The deal, which is partially funded by private investors and is expected to close in the first quarter of 2021, is an example of how the Bryn Mawr, Pennsylvania-based Spouting Rock plans to grow into a back office and distribution platform for established boutique asset managers, according to chairman John Coyne.
“This is part of the Spouting Rock DNA,” he said, citing chief executive Andrew Smith’s record of overseeing nearly 60 acquisitions during his time as co-CEO of Aberdeen Asset Management.
“All the managers we’re acquiring or looking to acquire are mature organizations with gravitas and a history of accomplishments,” Coyne said. “What we’re trying to do is simply take away the burdens that are non-revenue generating and are distractions to them being successful in their core business of managing money.”
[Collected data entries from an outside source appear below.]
mod bound;
mod map;
mod validate;

use serde::de::DeserializeOwned;
use std::any::{type_name, Any, TypeId};
use std::collections::HashMap;
use std::fmt;
use std::sync::Arc;

use crate::errors::PatchError;

pub use bound::{read_bound_fields, BoundFields, PatchPayload};
pub use map::PatchMap;
pub use validate::{max_chars, not_blank, PatchValidator};

/// A partial-update body. `Target` is the domain type it mutates.
pub trait PatchRequest: DeserializeOwned + Send + Sync + 'static {
    type Target: 'static;
}

/// Rules plus mapping table for one request type.
pub struct PatchSchema<R: PatchRequest> {
    pub validator: PatchValidator<R>,
    pub map: PatchMap<R, R::Target>,
}

impl<R: PatchRequest> PatchSchema<R> {
    pub fn new(validator: PatchValidator<R>, map: PatchMap<R, R::Target>) -> Self {
        Self { validator, map }
    }

    /// Every field the schema validates or maps, as registered.
    pub fn field_names(&self) -> Vec<&str> {
        let mut names: Vec<&str> = Vec::new();
        for name in self.map.fields().chain(self.validator.fields()) {
            if !names.iter().any(|known| known.eq_ignore_ascii_case(name)) {
                names.push(name);
            }
        }
        names
    }
}

impl<R: PatchRequest> fmt::Debug for PatchSchema<R> {
    fn fmt(&self, f: &mut fmt::Formatter<'_>) -> fmt::Result {
        f.debug_struct("PatchSchema")
            .field("rules", &self.validator)
            .field("map", &self.map)
            .finish()
    }
}

/// Schemas for every patchable request type, keyed by type.
///
/// Built once at startup, then shared read-only.
#[derive(Default)]
pub struct PatchRegistry {
    schemas: HashMap<TypeId, Arc<dyn Any + Send + Sync>>,
}

impl fmt::Debug for PatchRegistry {
    fn fmt(&self, f: &mut fmt::Formatter<'_>) -> fmt::Result {
        f.debug_struct("PatchRegistry")
            .field("schemas", &self.schemas.len())
            .finish()
    }
}

impl PatchRegistry {
    pub fn new() -> Self {
        Self::default()
    }

    pub fn register<R: PatchRequest>(mut self, schema: PatchSchema<R>) -> Self {
        if self
            .schemas
            .insert(TypeId::of::<R>(), Arc::new(schema))
            .is_some()
        {
            log::warn!("patch schema for {} registered twice", type_name::<R>());
        }
        self
    }

    pub fn schema<R: PatchRequest>(&self) -> Result<Arc<PatchSchema<R>>, PatchError> {
        self.schemas
            .get(&TypeId::of::<R>())
            .cloned()
            .and_then(|schema| schema.downcast::<PatchSchema<R>>().ok())
            .ok_or(PatchError::Configuration(type_name::<R>()))
    }

    /// Check wiring for `R` before serving traffic.
    pub fn require<R: PatchRequest>(&self) -> Result<(), PatchError> {
        self.schema::<R>().map(|_| ())
    }

    /// Bind, then validate, a raw JSON body.
    pub fn accept<R: PatchRequest>(&self, raw: &str) -> Result<ValidatedPatch<R>, PatchError> {
        let schema = self.schema::<R>()?;
        let value = serde_json::from_str(raw)?;
        let payload = PatchPayload::bind(value, &schema.field_names())?;
        Self::validate(schema, payload)
    }

    pub fn accept_value<R: PatchRequest>(
        &self,
        value: serde_json::Value,
    ) -> Result<ValidatedPatch<R>, PatchError> {
        let schema = self.schema::<R>()?;
        let payload = PatchPayload::bind(value, &schema.field_names())?;
        Self::validate(schema, payload)
    }

    fn validate<R: PatchRequest>(
        schema: Arc<PatchSchema<R>>,
        payload: PatchPayload<R>,
    ) -> Result<ValidatedPatch<R>, PatchError> {
        if let Err(errors) = schema.validator.validate(&payload) {
            log::debug!(
                "patch {} rejected: {} field error(s)",
                type_name::<R>(),
                errors.len()
            );
            return Err(PatchError::Validation(errors));
        }
        Ok(ValidatedPatch { payload, schema })
    }
}

/// A patch that passed validation and can be applied to one or more targets.
pub struct ValidatedPatch<R: PatchRequest> {
    payload: PatchPayload<R>,
    schema: Arc<PatchSchema<R>>,
}

impl<R: PatchRequest + fmt::Debug> fmt::Debug for ValidatedPatch<R> {
    fn fmt(&self, f: &mut fmt::Formatter<'_>) -> fmt::Result {
        f.debug_struct("ValidatedPatch")
            .field("payload", &self.payload)
            .finish()
    }
}

impl<R: PatchRequest> ValidatedPatch<R> {
    pub fn request(&self) -> &R {
        &self.payload.request
    }

    pub fn bound(&self) -> &BoundFields {
        &self.payload.bound
    }

    pub fn is_bound(&self, field: &str) -> bool {
        self.payload.is_bound(field)
    }

    /// Mutate `target` for every field that is both bound and mapped.
    pub fn apply(&self, target: &mut R::Target) -> Vec<String> {
        self.schema
            .map
            .apply(&self.payload.bound, &self.payload.request, target)
    }

    pub fn into_request(self) -> R {
        self.payload.request
    }
}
Spouting Rock, which started as a family office in 2006, has already completed two smaller acquisitions and now has six portfolio managers and seven strategies offered as mutual funds and separately managed accounts.
Penn Capital will add 14 strategies and nine managers, including veteran portfolio manager Richard Hocker, who will be stepping down from his role of Penn Capital CEO to focus on portfolio management.
While the white-hot consolidation among registered investment advisers has gained most of the headlines lately, the Spouting Rock strategy is likely to appeal to certain boutique asset managers, said Mark Bruno, managing director at Echelon Partners.
“The concept of a shared services platform has been gaining traction and is starting to appeal greatly to a wide range of sellers, because it provides a good solution for succession in many cases,” he said. “It also allows owners and founders to offload operational and management responsibilities and focus on the things they love most, like managing money or working with clients while they gradually transition into retirement or a scaled down version of their long-time roles.”
Spouting Rock’s strategies cross a spectrum of equity, fixed income and some alternative strategies such as long-short equity.
While active management, in general, has seen assets migrate toward indexed strategies, there is no reason to believe active is completely dead, according to Todd Rosenbluth, director of mutual fund and ETF research at CFRA.
“Investors have remained loyal to actively managed fixed income strategies in contrast to equity mutual funds in 2020,” he said. “The addition of Penn Capital’s credit intensive fixed income team should provide additional support as the combined firm competes against larger players.”
Coyne said Spouting Rock will continue to seek out asset managers looking for a succession plan or to offload certain distribution and back office duties.